The adverse effects of drug-drug interactions are costly both in terms of human life and investment (withdrawal of drugs from the market). Inhibition of CYP-mediated (cytochrome P450) drug metabolism by a concomitantly administered second drug is one of the major causes of drug–drug interactions in humans and can lead to serious adverse reactions or toxic side effects. Although less publicised, drug-food interactions can also cause an increase or decrease in the oral drug bioavailability when co-administered, the most well known case being that of grapefruit juice and the short-acting calcium channel blocker, nifedipine. One major limitation of these types of studies is the lack of fast and reliable tests for measuring such phenomena. Here we report the first in vitro characterisation of drug-drug and drug-food interactions of CYP enzymes using an electrochemical platform devised in our group.
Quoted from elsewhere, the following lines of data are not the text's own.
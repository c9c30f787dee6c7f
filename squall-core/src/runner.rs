mod config;
mod error;
mod progress;
mod run;
mod scoreboard;
mod summary;
mod transport;
mod worker;

pub use config::RunConfig;
pub use error::{Error, Result};
pub use progress::{ProgressFn, ProgressUpdate};
pub use run::execute;
pub use scoreboard::{ResponseClass, Scoreboard};
pub use summary::RunSummary;
pub use transport::{Connector, HttpConnector, Transport};
pub use worker::Worker;
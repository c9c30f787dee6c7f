use crate::exit_codes::ExitCode;

#[derive(Debug)]
pub enum RunError {
    InvalidInput(anyhow::Error),
    LoadError(anyhow::Error),
    RuntimeError(anyhow::Error),
}

impl RunError {
    #[must_use]
    pub fn exit_code(&self) -> ExitCode {
        match self {
            Self::InvalidInput(_) => ExitCode::InvalidInput,
            Self::LoadError(_) => ExitCode::LoadError,
            Self::RuntimeError(_) => ExitCode::RuntimeError,
        }
    }

    #[must_use]
    pub fn anyhow(&self) -> &anyhow::Error {
        match self {
            Self::InvalidInput(e) | Self::LoadError(e) | Self::RuntimeError(e) => e,
        }
    }
}

impl From<squall_core::RunError> for RunError {
    fn from(err: squall_core::RunError) -> Self {
        use squall_core::RunError as E;
        match err {
            E::InvalidClients | E::InvalidPasses => Self::InvalidInput(err.into()),
            E::Session(_) | E::Spawn(_) | E::WorkerPanicked => Self::RuntimeError(err.into()),
        }
    }
}

impl std::fmt::Display for RunError {
    fn fmt(&self, f: &mut std::fmt::Formatter<'_>) -> std::fmt::Result {
        write!(f, "{:#}", self.anyhow())
    }
}

impl std::error::Error for RunError {
    fn source(&self) -> Option<&(dyn std::error::Error + 'static)> {
        Some(self.anyhow().as_ref())
    }
}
The use of in vitro data to predict the CYP inhibition by a co-administered drug/food is attractive because of the rapid and simple experimental procedures involved. In terms of drug-drug and drug-food interactions, data will be presented on CYP3A4 inhibition by both strong and weak inhibitors of this enzyme; ketoconazole (anti-fungal), cimetidine (histamine H2-receptor antagonist), grapefruit juice, curcumin (curry spice turmeric) and resveratrol (red wine).